Originally sent to newsletter subscribers on November 13th.
Five years ago, Wall Street and the traditional investment community got into music royalties in a big way.
The Rise Of Hipgnosis Songs Fund
The Hipgnosis Songs Fund was founded as an investment vehicle for music rights on the public markets (it’s listed on the London Stock Exchange). The fund used public markets to raise money, which it then used to purchase music rights.
In exchange for investing into the fund, investors hoped to receive regular dividend payments that could grow over time and be uncorrelated to most risk assets.
Basically, people don’t stop listening to music based on whether the economy is doing bad or good, so the songs can keep producing earnings, rain or shine. At the same time, the music industry was seeing growth from the rise of streaming and digital royalties.
Their pitch was successful in a big way. Blackstone got involved and it grew to hold more than $2.5B in assets.
The Fall Of The Hipgnosis Songs Fund
Hipgnosis launched and scaled their fund during the low inflation and low interest rate environment of the late 2010s and early 2020s. This environment, along with increased competition for music rights, would set the stage for the current conundrum.
Here’s what the problems roughly shape up to:
- Yields from assets acquired during a boom in prices being lower
- Debt taken to scale needing servicing
- Rising inflation and interest rates provide competition for safe yields and cause investors to value the future earnings of the fund differently
- The share price comes under pressure causing difficulties for issuing new shares to purchase more music rights
That would be pretty tough under normal circumstances, but unfortunately these aren’t normal circumstances. The Hipgnosis fund had a provision that after 5 years (this year) investors would have to vote on whether to continue the fund for another 5 years.
As part of positioning for this, we previously reported a proposal from the Hipgnosis management team to try to sell ~$440M in rights. That vote failed.
So too did the vote to continue the fund for the next 5 years.
That leaves the board with 6 months to figure out a proposal and try to work something out with shareholders. If not, the entire fund might get sold off.
Given everything that’s going on, they’ve paused dividend payments until the new fiscal year, which starts in April.
The Potential Impact
I think music royalties are still an interesting and viable alternative asset class, regardless of how things with Hipgnosis shake out. In my opinion there are two likely outcomes, none of which really changes anything for retail investors.
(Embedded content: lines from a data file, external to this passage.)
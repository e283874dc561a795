use std::path::Path;

use gtidflow_core::{EventStream, RawEvent, StreamError};
use tokio::io::{AsyncBufRead, AsyncBufReadExt, BufReader, Lines};
use tracing::{info, warn};

use crate::error::MysqlResult;

type LineSource = Box<dyn AsyncBufRead + Unpin + Send>;

/// Decoded binlog events, one JSON object per line.
///
/// A line that does not decode is skipped and reported as
/// [`StreamError::NeedResync`]; a read error ends the stream.
pub struct JsonLinesStream {
    lines: Lines<LineSource>,
    line_number: u64,
    closed: bool,
}

impl JsonLinesStream {
    /// Read from a file, or from stdin when `source` is `-`.
    pub async fn open(source: &str) -> MysqlResult<Self> {
        if source == "-" {
            info!("Reading binlog events from stdin");
            return Ok(Self::from_reader(BufReader::new(tokio::io::stdin())));
        }

        let path = Path::new(source);
        let file = tokio::fs::File::open(path).await?;
        info!(path = %path.display(), "Reading binlog events from file");
        Ok(Self::from_reader(BufReader::new(file)))
    }

    pub fn from_reader(reader: impl AsyncBufRead + Unpin + Send + 'static) -> Self {
        let source: LineSource = Box::new(reader);
        Self {
            lines: source.lines(),
            line_number: 0,
            closed: false,
        }
    }
}

impl EventStream for JsonLinesStream {
    async fn next_event(&mut self) -> Result<Option<RawEvent>, StreamError> {
        if self.closed {
            return Ok(None);
        }

        loop {
            let line = match self.lines.next_line().await {
                Ok(Some(line)) => line,
                Ok(None) => return Ok(None),
                Err(e) => return Err(StreamError::Fatal(e.to_string())),
            };
            self.line_number += 1;

            if line.trim().is_empty() {
                continue;
            }

            return match serde_json::from_str::<RawEvent>(&line) {
                Ok(event) => Ok(Some(event)),
                Err(e) => {
                    warn!(line = self.line_number, error = %e, "Undecodable event line");
                    Err(StreamError::NeedResync)
                }
            };
        }
    }

    async fn close(&mut self) {
        self.closed = true;
    }
}
mod error;
mod http;
mod mock;
mod retry;
mod topic;

use std::future::Future;

pub use error::{NsqError, NsqResult};
pub use http::NsqHttpPublisher;
pub use mock::MockPublisher;
pub use retry::RetryingPublisher;
pub use topic::validate_topic;

/// Trait for broker publish operations.
pub trait Publisher: Send + Sync {
    /// Publish one message to a topic.
    fn publish(&self, topic: &str, payload: Vec<u8>) -> impl Future<Output = NsqResult<()>> + Send;
}
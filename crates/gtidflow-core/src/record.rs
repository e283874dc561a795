use std::fmt;

use serde::{Deserialize, Serialize};

use crate::error::Result;
use crate::types::RowMap;

/// Row mutation kind.
#[derive(Debug, Clone, Copy, PartialEq, Eq, Hash, Serialize, Deserialize)]
#[serde(rename_all = "UPPERCASE")]
pub enum Action {
    Insert,
    Update,
    Delete,
}

impl Action {
    pub fn as_str(&self) -> &'static str {
        match self {
            Action::Insert => "INSERT",
            Action::Update => "UPDATE",
            Action::Delete => "DELETE",
        }
    }
}

impl fmt::Display for Action {
    fn fmt(&self, f: &mut fmt::Formatter<'_>) -> fmt::Result {
        f.write_str(self.as_str())
    }
}

/// A schema-aware change built from one rows event.
///
/// Update events carry before and after images as consecutive rows, in
/// the order the stream delivered them.
#[derive(Debug, Clone, PartialEq, Serialize, Deserialize)]
pub struct ChangeRecord {
    #[serde(rename = "Schema")]
    pub schema: String,
    #[serde(rename = "Table")]
    pub table: String,
    #[serde(rename = "Action")]
    pub action: Action,
    #[serde(rename = "Rows")]
    pub rows: Vec<RowMap>,
}

impl ChangeRecord {
    pub fn new(
        schema: impl Into<String>,
        table: impl Into<String>,
        action: Action,
        rows: Vec<RowMap>,
    ) -> Self {
        Self {
            schema: schema.into(),
            table: table.into(),
            action,
            rows,
        }
    }

    /// Serialize to the JSON payload published to the broker.
    pub fn encode(&self) -> Result<Vec<u8>> {
        Ok(serde_json::to_vec(self)?)
    }

    pub fn decode(payload: &[u8]) -> Result<Self> {
        Ok(serde_json::from_slice(payload)?)
    }

    /// Broker topic for this record: the originating database.
    pub fn topic(&self) -> &str {
        &self.schema
    }
}
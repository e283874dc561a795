use thiserror::Error;

#[derive(Debug, Error)]
pub enum StateError {
    #[error("invalid GTID set: {0}")]
    Parse(#[from] gtidflow_core::Error),

    #[error("io error: {0}")]
    Io(#[from] std::io::Error),

    #[error("checkpoint file {path} is corrupt: {source}")]
    Corrupt {
        path: String,
        source: gtidflow_core::Error,
    },

    #[error("no checkpoint at {0} and no initial GTID set configured")]
    NoInitialPosition(String),

    #[error("checkpoint write failed: {0}")]
    WriteFailed(String),
}

pub type StateResult<T> = Result<T, StateError>;
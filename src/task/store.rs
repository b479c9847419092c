#![forbid(unsafe_code)]

use time::OffsetDateTime;

use crate::task::model::{Priority, Task, TaskDraft, TaskPatch, TaskStatus, apply_patch};
use crate::task::snapshot::SnapshotStore;

/// Authoritative in-memory task collection for the session. The snapshot is
/// a serialized mirror kept in sync after every mutation; in-memory state
/// stays correct even when a write fails.
pub struct TaskStore {
    tasks: Vec<Task>,
    snapshot: Box<dyn SnapshotStore>,
}

impl TaskStore {
    /// Loads the persisted snapshot if one parses; otherwise seeds the
    /// demonstration tasks so a first run is never empty. A corrupt
    /// snapshot is discarded and overwritten on the next save.
    pub fn open(snapshot: Box<dyn SnapshotStore>) -> Self {
        let now = OffsetDateTime::now_utc();
        let tasks = match snapshot.load() {
            Ok(Some(raw)) => match serde_json::from_str::<Vec<Task>>(&raw) {
                Ok(tasks) => tasks,
                Err(err) => {
                    eprintln!("task snapshot is corrupt, starting from seed data: {err}");
                    seed_tasks(now)
                }
            },
            Ok(None) => seed_tasks(now),
            Err(err) => {
                eprintln!("task snapshot unreadable, starting from seed data: {err}");
                seed_tasks(now)
            }
        };
        let store = Self { tasks, snapshot };
        store.persist();
        store
    }

    #[must_use]
    pub fn tasks(&self) -> &[Task] {
        &self.tasks
    }

    #[must_use]
    pub fn get(&self, id: &str) -> Option<&Task> {
        self.tasks.iter().find(|t| t.id == id)
    }

    /// Appends a new task in insertion order. Assigns id, creation time and
    /// spawn position; the completion derivation applies here the same way
    /// it does on update, so drafting a task directly as `completed` stamps
    /// `completed_at`.
    pub fn create(&mut self, draft: TaskDraft) -> Task {
        let now = OffsetDateTime::now_utc();
        let task = Task {
            id: Task::new_id(),
            title: draft.title,
            description: draft.description,
            status: draft.status,
            priority: draft.priority,
            created_at: now,
            completed_at: (draft.status == TaskStatus::Completed).then_some(now),
            position: Task::spawn_position(),
        };
        self.tasks.push(task.clone());
        self.persist();
        task
    }

    /// Shallow patch over the record matching `id`. Unknown id is a silent
    /// no-op returning `false`; every other record is untouched.
    pub fn update(&mut self, id: &str, patch: &TaskPatch) -> bool {
        let Some(idx) = self.tasks.iter().position(|t| t.id == id) else {
            return false;
        };
        let now = OffsetDateTime::now_utc();
        self.tasks[idx] = apply_patch(&self.tasks[idx], patch, now);
        self.persist();
        true
    }

    /// Permanent removal; no tombstone. Unknown id is a no-op.
    pub fn delete(&mut self, id: &str) -> bool {
        let before = self.tasks.len();
        self.tasks.retain(|t| t.id != id);
        if self.tasks.len() == before {
            return false;
        }
        self.persist();
        true
    }

    /// Best-effort mirror write. In-memory state is authoritative; a failed
    /// write is reported and never blocks or reverses the mutation.
    fn persist(&self) {
        let raw = match serde_json::to_string_pretty(&self.tasks) {
            Ok(raw) => raw,
            Err(err) => {
                eprintln!("failed to serialize task snapshot: {err}");
                return;
            }
        };
        if let Err(err) = self.snapshot.save(&raw) {
            eprintln!("failed to persist task snapshot: {err}");
        }
    }
}

/// Fixed demonstration set spanning all three statuses, with relative
/// timestamps so the dashboard reads as mid-flight.
fn seed_tasks(now: OffsetDateTime) -> Vec<Task> {
    let day = time::Duration::hours(24);
    let half_day = time::Duration::hours(12);
    vec![
        Task {
            id: "seed-env".to_owned(),
            title: "Setup 3D Environment".to_owned(),
            description: "Initialize the scene with camera and lighting".to_owned(),
            status: TaskStatus::Completed,
            priority: Priority::High,
            created_at: now - day,
            completed_at: Some(now - half_day),
            position: [-2.0, 1.0, 0.0],
        },
        Task {
            id: "seed-crud".to_owned(),
            title: "Implement Task CRUD".to_owned(),
            description: "Create, read, update, delete operations for tasks".to_owned(),
            status: TaskStatus::InProgress,
            priority: Priority::High,
            created_at: now - half_day,
            completed_at: None,
            position: [0.0, 1.0, 0.0],
        },
        Task {
            id: "seed-auth".to_owned(),
            title: "Design Authentication UI".to_owned(),
            description: "Create login and signup forms with validation".to_owned(),
            status: TaskStatus::Todo,
            priority: Priority::Medium,
            created_at: now,
            completed_at: None,
            position: [2.0, 1.0, 0.0],
        },
    ]
}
One, the board and shareholders reach some type of continuity agreement. This may involve a sale of some of their assets, as the management team was previously looking to do.
Two, they move to sell the fund. In this situation it likely gets gobbled up by a large financial institution and we don’t really hear anything else about it afterwards. Blackstone is an obvious candidate given they already own a part of it.
Even in the unlikely scenario that it turns into a forced fire sale of billions of dollars in music rights, the size of these transactions is simply unlikely to filter down to us in a meaningful way. Perhaps there could be a trickle-down effect that leads to prices falling in general. That could just make it easier to get higher-yielding assets or it could remove some supply in the market as rights holders wait for conditions to improve before pursuing asset sales.